* **WHAT IS EXPECTED**
Look through the records below for the line with "Version::tombstone(VersionId::generate(), &current, now);" and the line with "let report = self.local.write(|txn|", then return those lines and all lines between, exactly.
== RECORDS FOR THE TASK
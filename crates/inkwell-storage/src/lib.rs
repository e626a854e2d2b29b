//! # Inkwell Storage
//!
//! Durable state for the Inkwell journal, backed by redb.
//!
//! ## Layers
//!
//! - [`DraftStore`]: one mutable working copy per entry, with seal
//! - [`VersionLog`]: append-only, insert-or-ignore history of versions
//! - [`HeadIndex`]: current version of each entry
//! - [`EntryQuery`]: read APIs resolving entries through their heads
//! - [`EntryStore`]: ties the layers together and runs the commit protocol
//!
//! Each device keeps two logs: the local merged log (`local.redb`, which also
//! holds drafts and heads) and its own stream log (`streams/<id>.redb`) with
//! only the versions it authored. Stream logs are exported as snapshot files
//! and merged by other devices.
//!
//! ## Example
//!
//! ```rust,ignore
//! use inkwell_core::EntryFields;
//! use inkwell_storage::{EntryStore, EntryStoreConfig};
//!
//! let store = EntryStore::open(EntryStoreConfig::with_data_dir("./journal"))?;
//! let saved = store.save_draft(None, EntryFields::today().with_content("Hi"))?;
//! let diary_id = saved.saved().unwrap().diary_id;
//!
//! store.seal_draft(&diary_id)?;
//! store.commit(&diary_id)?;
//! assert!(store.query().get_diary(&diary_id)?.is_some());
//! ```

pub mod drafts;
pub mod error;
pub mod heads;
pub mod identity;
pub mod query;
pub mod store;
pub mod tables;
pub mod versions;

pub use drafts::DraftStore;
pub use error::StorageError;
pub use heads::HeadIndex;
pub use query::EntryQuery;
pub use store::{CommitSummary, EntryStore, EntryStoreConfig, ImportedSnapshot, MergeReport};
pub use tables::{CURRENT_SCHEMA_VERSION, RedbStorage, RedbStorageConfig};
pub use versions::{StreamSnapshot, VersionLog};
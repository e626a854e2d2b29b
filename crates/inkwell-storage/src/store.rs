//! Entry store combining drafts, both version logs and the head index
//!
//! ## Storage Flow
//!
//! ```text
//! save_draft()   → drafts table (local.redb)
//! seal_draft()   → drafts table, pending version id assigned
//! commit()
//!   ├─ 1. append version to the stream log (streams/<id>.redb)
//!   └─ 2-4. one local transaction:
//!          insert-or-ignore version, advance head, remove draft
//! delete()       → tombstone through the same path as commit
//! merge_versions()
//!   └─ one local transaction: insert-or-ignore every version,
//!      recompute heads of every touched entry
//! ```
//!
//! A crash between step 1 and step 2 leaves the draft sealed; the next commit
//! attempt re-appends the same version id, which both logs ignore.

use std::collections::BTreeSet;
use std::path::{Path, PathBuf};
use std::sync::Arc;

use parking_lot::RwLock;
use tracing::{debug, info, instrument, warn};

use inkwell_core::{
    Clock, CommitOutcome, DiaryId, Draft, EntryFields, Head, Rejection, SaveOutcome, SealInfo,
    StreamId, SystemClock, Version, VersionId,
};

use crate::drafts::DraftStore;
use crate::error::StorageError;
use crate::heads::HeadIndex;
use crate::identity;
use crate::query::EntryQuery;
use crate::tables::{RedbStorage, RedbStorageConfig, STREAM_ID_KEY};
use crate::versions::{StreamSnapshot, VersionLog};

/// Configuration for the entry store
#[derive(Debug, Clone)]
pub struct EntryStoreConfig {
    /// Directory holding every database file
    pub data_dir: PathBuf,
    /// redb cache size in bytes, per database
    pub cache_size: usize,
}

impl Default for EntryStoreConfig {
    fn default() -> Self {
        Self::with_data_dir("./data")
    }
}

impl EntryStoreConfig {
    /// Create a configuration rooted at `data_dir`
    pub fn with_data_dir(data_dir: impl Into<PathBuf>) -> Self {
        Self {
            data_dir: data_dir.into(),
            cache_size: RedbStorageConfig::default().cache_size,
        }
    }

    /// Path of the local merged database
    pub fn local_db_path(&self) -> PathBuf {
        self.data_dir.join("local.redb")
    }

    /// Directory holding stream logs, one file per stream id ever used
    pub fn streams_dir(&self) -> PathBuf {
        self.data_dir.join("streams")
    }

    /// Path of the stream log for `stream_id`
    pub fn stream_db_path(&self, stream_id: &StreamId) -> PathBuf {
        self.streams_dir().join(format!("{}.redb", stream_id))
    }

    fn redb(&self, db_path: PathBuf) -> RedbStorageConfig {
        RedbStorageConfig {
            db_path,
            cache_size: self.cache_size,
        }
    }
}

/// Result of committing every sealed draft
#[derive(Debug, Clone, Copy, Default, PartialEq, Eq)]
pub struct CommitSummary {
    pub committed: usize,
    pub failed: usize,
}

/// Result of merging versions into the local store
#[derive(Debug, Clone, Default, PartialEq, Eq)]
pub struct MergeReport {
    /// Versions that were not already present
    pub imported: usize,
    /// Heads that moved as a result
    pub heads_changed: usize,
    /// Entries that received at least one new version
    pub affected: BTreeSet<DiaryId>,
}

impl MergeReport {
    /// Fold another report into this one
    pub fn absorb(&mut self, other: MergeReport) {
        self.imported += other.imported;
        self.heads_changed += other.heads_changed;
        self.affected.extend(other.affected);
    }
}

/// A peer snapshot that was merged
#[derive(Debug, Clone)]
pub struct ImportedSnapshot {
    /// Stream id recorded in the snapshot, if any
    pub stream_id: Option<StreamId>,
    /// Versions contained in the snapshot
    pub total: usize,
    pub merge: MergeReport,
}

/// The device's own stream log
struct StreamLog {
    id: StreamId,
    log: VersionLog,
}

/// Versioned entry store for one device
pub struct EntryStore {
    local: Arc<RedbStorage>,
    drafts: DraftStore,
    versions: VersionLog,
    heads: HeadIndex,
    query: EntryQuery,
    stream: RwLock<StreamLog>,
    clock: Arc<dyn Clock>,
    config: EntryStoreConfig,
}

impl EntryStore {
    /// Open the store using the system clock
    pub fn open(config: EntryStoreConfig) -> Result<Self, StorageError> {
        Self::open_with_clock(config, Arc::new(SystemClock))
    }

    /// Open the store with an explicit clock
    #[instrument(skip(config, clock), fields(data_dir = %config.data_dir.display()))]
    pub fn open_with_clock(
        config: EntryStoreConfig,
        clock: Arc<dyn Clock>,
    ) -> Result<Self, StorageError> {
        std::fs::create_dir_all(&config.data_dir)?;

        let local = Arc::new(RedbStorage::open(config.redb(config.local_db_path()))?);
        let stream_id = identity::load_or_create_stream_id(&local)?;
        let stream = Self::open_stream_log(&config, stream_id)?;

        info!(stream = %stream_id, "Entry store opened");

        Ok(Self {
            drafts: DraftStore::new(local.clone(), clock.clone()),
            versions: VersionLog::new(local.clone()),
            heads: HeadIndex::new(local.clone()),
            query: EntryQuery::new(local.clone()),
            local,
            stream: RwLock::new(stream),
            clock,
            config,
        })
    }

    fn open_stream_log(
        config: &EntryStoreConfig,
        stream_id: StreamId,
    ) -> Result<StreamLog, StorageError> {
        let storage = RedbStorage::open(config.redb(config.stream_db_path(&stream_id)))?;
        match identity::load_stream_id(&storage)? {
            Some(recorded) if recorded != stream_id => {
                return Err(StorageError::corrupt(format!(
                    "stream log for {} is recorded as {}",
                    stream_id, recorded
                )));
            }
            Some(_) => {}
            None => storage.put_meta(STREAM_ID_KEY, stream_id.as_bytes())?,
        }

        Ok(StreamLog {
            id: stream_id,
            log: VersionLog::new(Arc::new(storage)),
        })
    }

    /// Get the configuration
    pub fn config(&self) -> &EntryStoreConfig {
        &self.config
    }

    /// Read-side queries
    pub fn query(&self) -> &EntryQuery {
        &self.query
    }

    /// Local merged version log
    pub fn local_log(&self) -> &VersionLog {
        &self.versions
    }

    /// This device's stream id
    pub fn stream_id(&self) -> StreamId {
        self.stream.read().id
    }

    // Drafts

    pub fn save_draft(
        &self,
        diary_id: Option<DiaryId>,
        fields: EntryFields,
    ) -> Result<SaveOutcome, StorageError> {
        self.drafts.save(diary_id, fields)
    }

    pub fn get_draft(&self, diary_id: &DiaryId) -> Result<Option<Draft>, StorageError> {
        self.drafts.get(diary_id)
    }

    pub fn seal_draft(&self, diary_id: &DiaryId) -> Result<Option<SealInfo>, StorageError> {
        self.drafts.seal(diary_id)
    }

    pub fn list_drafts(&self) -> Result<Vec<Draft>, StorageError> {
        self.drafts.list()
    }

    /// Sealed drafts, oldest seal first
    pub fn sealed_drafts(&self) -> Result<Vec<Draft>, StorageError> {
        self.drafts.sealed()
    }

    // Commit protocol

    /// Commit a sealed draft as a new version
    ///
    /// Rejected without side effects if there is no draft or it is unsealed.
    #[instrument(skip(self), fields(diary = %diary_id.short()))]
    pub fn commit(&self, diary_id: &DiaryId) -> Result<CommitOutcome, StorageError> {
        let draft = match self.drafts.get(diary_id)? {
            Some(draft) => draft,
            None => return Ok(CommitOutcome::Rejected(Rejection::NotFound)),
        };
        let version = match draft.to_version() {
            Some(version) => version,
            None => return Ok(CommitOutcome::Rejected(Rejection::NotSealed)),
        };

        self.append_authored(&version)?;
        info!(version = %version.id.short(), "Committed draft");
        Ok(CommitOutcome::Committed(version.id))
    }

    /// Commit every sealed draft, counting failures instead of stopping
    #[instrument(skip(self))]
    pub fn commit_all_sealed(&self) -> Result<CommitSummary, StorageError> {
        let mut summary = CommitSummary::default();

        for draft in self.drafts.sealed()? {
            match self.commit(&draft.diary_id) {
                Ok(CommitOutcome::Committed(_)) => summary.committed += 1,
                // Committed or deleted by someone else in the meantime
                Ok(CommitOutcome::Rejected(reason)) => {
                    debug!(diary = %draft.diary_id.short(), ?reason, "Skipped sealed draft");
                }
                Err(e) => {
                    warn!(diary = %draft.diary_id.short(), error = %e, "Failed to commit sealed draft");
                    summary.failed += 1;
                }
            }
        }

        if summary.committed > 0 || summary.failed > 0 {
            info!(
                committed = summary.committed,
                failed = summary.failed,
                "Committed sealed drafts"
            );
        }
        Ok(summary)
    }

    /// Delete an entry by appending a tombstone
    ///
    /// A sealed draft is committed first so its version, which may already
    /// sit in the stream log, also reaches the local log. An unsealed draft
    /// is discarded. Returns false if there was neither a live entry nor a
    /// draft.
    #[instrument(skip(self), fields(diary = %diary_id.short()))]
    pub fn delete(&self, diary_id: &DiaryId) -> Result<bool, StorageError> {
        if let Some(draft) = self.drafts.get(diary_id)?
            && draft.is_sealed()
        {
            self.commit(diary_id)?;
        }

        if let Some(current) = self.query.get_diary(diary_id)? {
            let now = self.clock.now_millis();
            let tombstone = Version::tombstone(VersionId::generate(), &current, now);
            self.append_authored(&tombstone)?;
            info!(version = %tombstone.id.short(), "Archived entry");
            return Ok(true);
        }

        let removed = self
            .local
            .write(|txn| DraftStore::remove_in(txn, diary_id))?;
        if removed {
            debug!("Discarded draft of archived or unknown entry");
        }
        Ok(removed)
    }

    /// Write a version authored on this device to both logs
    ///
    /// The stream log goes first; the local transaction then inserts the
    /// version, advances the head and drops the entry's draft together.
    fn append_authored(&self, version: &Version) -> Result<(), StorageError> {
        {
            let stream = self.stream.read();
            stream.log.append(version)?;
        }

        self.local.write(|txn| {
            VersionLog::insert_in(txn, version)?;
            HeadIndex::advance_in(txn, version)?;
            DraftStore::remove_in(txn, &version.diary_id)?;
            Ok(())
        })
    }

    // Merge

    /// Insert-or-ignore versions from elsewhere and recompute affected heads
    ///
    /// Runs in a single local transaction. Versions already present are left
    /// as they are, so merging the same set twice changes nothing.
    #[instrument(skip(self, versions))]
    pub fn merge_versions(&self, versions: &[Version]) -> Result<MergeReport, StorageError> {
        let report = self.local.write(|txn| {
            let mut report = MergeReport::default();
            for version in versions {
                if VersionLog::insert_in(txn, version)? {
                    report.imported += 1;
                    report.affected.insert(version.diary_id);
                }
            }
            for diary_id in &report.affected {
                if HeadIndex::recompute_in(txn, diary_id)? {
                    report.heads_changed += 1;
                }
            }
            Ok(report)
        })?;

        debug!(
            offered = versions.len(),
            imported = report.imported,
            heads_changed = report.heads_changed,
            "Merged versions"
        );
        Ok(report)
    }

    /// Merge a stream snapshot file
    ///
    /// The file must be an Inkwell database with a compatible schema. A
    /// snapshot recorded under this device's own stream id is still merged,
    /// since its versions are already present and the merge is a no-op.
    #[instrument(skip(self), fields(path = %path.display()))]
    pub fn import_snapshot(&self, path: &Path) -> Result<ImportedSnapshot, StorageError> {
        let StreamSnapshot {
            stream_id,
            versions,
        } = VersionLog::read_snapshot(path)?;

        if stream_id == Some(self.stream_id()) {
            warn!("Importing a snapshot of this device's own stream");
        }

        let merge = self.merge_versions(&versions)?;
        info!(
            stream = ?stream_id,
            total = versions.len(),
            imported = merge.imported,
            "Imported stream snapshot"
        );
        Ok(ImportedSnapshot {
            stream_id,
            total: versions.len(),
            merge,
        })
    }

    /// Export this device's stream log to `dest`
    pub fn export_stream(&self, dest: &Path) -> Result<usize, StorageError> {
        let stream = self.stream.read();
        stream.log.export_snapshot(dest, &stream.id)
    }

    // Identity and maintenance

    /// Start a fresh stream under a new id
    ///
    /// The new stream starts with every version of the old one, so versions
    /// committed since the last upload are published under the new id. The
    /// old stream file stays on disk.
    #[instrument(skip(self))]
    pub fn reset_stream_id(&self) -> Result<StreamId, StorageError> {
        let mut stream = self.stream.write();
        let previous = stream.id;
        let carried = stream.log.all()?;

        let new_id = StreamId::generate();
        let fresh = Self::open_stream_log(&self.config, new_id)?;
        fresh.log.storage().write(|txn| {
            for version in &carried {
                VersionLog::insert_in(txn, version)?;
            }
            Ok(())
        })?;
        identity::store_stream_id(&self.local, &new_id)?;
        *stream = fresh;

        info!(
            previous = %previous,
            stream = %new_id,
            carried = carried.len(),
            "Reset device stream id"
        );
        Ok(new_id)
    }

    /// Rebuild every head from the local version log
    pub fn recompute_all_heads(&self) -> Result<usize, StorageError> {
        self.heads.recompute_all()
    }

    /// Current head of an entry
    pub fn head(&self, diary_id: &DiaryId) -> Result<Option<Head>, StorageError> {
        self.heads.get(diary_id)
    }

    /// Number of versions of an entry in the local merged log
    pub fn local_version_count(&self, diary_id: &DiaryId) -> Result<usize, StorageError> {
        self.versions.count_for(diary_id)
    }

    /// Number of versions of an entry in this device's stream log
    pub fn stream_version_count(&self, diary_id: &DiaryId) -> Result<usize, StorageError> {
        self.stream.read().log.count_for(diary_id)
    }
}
====
== RECORDS FOR THE TASK
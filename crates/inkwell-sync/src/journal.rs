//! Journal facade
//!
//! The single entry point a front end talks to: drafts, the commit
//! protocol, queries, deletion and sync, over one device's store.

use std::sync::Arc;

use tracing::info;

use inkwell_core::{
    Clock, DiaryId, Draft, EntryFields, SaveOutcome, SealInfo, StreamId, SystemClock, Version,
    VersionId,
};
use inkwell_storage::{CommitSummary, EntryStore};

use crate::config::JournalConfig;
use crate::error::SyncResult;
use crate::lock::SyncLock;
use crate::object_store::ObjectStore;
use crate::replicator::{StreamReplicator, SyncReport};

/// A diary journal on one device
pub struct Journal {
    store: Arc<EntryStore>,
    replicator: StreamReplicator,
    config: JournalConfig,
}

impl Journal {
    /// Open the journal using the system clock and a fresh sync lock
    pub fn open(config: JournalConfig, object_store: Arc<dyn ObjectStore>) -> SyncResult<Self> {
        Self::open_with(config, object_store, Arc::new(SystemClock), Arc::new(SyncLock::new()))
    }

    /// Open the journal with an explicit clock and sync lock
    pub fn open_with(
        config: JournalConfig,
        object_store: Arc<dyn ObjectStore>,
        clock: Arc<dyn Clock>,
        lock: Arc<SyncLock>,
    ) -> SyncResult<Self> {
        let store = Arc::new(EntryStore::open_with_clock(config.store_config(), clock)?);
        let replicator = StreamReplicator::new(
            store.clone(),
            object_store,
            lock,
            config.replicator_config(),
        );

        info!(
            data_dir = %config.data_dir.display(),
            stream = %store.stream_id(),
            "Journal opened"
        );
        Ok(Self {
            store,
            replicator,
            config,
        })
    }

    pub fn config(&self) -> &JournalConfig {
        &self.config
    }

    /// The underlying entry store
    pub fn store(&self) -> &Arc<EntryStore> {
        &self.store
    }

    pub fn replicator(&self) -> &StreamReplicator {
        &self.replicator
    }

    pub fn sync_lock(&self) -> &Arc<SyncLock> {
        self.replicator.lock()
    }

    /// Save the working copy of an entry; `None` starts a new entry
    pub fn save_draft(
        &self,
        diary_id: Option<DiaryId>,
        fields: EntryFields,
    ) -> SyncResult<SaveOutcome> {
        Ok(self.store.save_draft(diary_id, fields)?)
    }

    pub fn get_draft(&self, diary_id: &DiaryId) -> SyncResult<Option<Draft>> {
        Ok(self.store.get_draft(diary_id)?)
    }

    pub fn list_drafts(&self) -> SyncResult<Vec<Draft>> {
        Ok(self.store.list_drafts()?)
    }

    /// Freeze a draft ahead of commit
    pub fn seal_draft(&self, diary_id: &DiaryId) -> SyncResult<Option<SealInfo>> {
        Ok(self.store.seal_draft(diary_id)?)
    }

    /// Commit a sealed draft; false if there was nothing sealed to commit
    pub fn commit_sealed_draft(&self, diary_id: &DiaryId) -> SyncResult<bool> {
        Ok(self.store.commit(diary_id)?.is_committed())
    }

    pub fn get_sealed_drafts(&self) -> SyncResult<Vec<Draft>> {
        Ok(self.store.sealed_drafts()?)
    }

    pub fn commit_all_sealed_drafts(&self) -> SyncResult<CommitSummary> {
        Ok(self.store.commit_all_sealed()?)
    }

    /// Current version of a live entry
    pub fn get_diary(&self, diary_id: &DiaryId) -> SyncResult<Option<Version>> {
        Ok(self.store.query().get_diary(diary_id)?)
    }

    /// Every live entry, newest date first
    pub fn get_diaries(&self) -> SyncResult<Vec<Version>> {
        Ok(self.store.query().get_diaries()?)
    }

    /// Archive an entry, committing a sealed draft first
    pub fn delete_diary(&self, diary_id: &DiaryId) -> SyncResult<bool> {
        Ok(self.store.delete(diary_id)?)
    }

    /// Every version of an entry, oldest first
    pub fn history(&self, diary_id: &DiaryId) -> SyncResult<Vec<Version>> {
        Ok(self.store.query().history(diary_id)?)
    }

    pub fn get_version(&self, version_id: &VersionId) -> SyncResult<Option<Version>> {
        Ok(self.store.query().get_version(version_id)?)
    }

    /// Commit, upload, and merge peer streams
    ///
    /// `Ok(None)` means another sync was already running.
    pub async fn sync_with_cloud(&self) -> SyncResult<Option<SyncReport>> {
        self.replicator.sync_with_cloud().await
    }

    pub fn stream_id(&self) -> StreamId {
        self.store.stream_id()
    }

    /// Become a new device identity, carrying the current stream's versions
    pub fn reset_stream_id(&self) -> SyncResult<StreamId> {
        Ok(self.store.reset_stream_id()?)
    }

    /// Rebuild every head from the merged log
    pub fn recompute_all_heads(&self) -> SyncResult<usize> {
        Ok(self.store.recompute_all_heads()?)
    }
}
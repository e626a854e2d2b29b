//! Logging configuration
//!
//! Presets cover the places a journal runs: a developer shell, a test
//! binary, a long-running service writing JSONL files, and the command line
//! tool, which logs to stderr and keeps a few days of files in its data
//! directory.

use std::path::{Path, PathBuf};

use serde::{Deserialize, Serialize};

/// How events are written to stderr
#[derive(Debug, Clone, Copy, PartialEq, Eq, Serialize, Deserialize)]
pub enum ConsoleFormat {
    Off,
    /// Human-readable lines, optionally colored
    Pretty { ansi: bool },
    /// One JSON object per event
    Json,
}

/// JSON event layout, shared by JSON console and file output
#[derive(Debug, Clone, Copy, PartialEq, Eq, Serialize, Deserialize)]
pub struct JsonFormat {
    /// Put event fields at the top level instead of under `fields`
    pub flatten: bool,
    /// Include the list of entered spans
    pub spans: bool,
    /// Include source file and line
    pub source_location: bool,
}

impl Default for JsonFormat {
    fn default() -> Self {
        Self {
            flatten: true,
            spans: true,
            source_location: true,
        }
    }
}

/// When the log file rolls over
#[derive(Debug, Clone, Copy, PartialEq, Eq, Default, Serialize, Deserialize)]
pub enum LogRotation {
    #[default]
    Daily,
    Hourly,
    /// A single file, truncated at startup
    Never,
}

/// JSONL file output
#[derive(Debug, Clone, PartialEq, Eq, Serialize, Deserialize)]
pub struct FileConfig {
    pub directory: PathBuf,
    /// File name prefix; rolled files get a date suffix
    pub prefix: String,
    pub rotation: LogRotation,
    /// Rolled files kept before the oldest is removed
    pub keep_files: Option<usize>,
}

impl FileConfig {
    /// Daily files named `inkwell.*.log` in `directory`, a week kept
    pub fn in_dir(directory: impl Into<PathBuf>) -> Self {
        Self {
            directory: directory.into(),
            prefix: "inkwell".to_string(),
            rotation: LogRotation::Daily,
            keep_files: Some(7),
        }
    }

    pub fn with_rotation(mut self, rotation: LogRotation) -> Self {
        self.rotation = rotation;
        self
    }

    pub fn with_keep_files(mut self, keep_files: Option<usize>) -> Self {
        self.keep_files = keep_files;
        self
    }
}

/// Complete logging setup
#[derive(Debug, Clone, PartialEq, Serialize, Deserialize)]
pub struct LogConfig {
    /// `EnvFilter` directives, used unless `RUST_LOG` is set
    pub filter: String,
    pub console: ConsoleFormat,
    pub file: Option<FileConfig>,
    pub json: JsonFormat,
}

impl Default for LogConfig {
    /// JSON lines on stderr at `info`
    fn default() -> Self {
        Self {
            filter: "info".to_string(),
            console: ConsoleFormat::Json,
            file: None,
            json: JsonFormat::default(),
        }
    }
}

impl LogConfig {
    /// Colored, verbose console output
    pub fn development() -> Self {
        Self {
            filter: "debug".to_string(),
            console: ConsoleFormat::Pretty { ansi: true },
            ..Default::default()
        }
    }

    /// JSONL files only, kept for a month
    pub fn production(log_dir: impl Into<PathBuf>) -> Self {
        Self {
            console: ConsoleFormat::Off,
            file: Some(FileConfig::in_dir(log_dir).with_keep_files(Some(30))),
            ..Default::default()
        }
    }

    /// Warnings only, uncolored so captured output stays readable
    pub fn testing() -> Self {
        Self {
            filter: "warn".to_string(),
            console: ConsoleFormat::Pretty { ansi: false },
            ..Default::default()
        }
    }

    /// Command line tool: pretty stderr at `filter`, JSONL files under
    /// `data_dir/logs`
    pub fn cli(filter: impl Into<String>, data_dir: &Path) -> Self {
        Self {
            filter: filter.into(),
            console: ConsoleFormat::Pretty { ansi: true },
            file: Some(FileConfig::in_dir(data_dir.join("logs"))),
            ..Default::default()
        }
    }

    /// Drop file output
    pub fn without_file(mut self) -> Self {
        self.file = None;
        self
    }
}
====
== RECORDS FOR THE TASK
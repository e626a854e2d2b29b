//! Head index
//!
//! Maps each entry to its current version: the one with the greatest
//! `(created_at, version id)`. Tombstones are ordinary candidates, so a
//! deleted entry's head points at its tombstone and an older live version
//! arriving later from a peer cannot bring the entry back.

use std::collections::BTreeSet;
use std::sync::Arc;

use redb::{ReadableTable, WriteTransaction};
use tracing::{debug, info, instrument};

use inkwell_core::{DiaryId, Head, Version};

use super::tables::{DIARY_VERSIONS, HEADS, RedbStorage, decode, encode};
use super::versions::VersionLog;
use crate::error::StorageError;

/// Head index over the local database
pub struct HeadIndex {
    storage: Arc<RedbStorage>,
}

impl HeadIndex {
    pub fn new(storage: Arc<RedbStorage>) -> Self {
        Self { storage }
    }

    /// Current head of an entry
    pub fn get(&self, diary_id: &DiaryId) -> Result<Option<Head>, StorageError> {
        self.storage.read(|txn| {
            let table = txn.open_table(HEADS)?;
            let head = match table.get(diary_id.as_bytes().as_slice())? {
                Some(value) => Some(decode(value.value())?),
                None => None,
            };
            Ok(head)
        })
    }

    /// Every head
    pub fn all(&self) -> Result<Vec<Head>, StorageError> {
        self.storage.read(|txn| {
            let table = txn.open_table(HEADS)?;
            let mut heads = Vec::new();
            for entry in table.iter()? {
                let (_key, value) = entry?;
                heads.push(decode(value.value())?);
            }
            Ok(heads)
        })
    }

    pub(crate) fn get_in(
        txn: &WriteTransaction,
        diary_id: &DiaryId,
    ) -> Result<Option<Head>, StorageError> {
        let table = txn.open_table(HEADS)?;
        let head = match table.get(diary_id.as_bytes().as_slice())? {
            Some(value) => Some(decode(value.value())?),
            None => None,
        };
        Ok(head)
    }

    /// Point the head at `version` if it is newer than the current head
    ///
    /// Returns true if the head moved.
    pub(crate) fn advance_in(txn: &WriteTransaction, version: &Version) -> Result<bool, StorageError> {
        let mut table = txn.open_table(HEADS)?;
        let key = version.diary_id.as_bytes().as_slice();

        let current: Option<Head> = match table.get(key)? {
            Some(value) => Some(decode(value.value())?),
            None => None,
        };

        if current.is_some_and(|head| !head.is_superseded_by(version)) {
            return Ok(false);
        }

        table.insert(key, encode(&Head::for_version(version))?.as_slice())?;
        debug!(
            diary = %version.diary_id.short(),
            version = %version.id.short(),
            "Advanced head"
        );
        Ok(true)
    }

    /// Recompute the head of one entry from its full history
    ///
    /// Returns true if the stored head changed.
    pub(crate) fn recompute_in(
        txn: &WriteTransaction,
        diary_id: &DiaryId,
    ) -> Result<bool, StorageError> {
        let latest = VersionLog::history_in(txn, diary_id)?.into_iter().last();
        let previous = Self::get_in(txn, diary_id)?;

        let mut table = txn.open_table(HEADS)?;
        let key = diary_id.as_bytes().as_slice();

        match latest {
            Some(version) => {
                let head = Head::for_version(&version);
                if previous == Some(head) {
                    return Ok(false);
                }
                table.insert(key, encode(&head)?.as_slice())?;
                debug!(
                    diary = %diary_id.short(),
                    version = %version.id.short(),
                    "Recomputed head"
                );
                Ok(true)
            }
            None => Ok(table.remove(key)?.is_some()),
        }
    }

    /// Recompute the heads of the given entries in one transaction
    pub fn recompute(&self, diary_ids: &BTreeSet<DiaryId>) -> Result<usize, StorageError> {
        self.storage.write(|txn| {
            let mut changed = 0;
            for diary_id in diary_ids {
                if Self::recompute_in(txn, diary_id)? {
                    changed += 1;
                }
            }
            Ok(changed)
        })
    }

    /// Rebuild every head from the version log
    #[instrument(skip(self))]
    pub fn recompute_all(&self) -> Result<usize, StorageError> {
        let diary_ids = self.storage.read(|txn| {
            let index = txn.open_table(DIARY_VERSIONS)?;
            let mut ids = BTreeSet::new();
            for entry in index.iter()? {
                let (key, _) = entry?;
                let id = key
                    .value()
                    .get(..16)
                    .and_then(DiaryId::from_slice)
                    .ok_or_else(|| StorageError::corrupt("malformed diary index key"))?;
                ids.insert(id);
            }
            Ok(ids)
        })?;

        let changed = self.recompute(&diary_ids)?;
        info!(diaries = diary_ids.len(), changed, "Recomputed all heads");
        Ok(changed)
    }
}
====
* **RESPONSE TO THE TASK**
            let tombstone = Version::tombstone(VersionId::generate(), &current, now);
            self.append_authored(&tombstone)?;
            info!(version = %tombstone.id.short(), "Archived entry");
            return Ok(true);
        }

        let removed = self
            .local
            .write(|txn| DraftStore::remove_in(txn, diary_id))?;
        if removed {
            debug!("Discarded draft of archived or unknown entry");
        }
        Ok(removed)
    }

    /// Write a version authored on this device to both logs
    ///
    /// The stream log goes first; the local transaction then inserts the
    /// version, advances the head and drops the entry's draft together.
    fn append_authored(&self, version: &Version) -> Result<(), StorageError> {
        {
            let stream = self.stream.read();
            stream.log.append(version)?;
        }

        self.local.write(|txn| {
            VersionLog::insert_in(txn, version)?;
            HeadIndex::advance_in(txn, version)?;
            DraftStore::remove_in(txn, &version.diary_id)?;
            Ok(())
        })
    }

    // Merge

    /// Insert-or-ignore versions from elsewhere and recompute affected heads
    ///
    /// Runs in a single local transaction. Versions already present are left
    /// as they are, so merging the same set twice changes nothing.
    #[instrument(skip(self, versions))]
    pub fn merge_versions(&self, versions: &[Version]) -> Result<MergeReport, StorageError> {
        let report = self.local.write(|txn| {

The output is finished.